Hugh could see no way out except to speak. As his face continued reddening he mumbled 'I might have wandered into your tent. That'd have been my excuse.'

He didn't realise the schoolchildren were listening until they dawdled giggling past him and looked back from the stairs to aggravate his mortification. 'Go away,' he blurted. 'Leave me alone.'

'I'm sorry if you think I –'

'Not you,' he pleaded as the children piled downstairs. 'They've gone now.'

'Who? Are you sure?'

'I saw them go. Just kids being like kids are – well, we weren't, I don't think.'

'Listen, Hugh.' As he wondered what she was urging him to listen for she said 'I appreciate what you were saying before, truly I do, but this isn't the right time for me just now. I can't expect you to understand, but will you try and be patient with me?'

'Maybe if you told me what's –'

'Trust me, Hugh, it couldn't be wronger. Just let me say it's not your fault. It's nothing to do with you.'

He couldn't claim any right to feel excluded. As he uttered rather less than a word of agreement she said 'Any other memories?'

Hugh had no idea how she could use it, but he wasn't a writer. 'Just a dream I had when we were sleeping there.'

'You remember that.'

'I just did. I was in some house with no lights and I didn't know which way to go.'

'Where did you need to?'

'Out.' Even if this was for her book, he regretted having brought it up. 'Away,' he said.

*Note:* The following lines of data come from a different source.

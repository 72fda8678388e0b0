//! The one seam between the deterministic engine and any secondary
//! (network-bound) analysis. The engine only records the decision.

use serde::Deserialize;

use crate::parser::scope::ScopeAnalysis;

pub trait Escalation: Send + Sync {
    fn escalate(&self, analysis: &ScopeAnalysis) -> bool;
}

#[derive(Debug, Clone, Copy, Default)]
pub struct NeverEscalate;

impl Escalation for NeverEscalate {
    fn escalate(&self, _analysis: &ScopeAnalysis) -> bool {
        false
    }
}

/// Escalate scopes that show up on enough critical sheets but never with a
/// convincing keyword score.
#[derive(Debug, Clone, Copy, PartialEq, Deserialize)]
pub struct SparseEvidence {
    pub min_critical_sheets: usize,
    pub score_floor: f64,
}

impl Default for SparseEvidence {
    fn default() -> Self {
        SparseEvidence {
            min_critical_sheets: 1,
            score_floor: 0.6,
        }
    }
}

impl Escalation for SparseEvidence {
    fn escalate(&self, analysis: &ScopeAnalysis) -> bool {
        analysis.critical_sheets.len() >= self.min_critical_sheets.max(1)
            && analysis
                .best_score()
                .is_some_and(|best| best < self.score_floor)
    }
}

His brusqueness failed to truncate the memory of knowing he wasn't alone in the darkness as thick as the clay it had smelled of. He'd sensed that any way he turned would deliver him into the clutches of whoever was waiting, so silently it seemed they'd given up the need to breathe. He was sure his outstretched hands would touch a face, if it was recognisable as such. Perhaps it would bare its teeth in delight, if they could be exposed any further, and widen its eyes as his fingertips groped at them, although that was assuming it still had – 'I'm there,' Hugh gasped.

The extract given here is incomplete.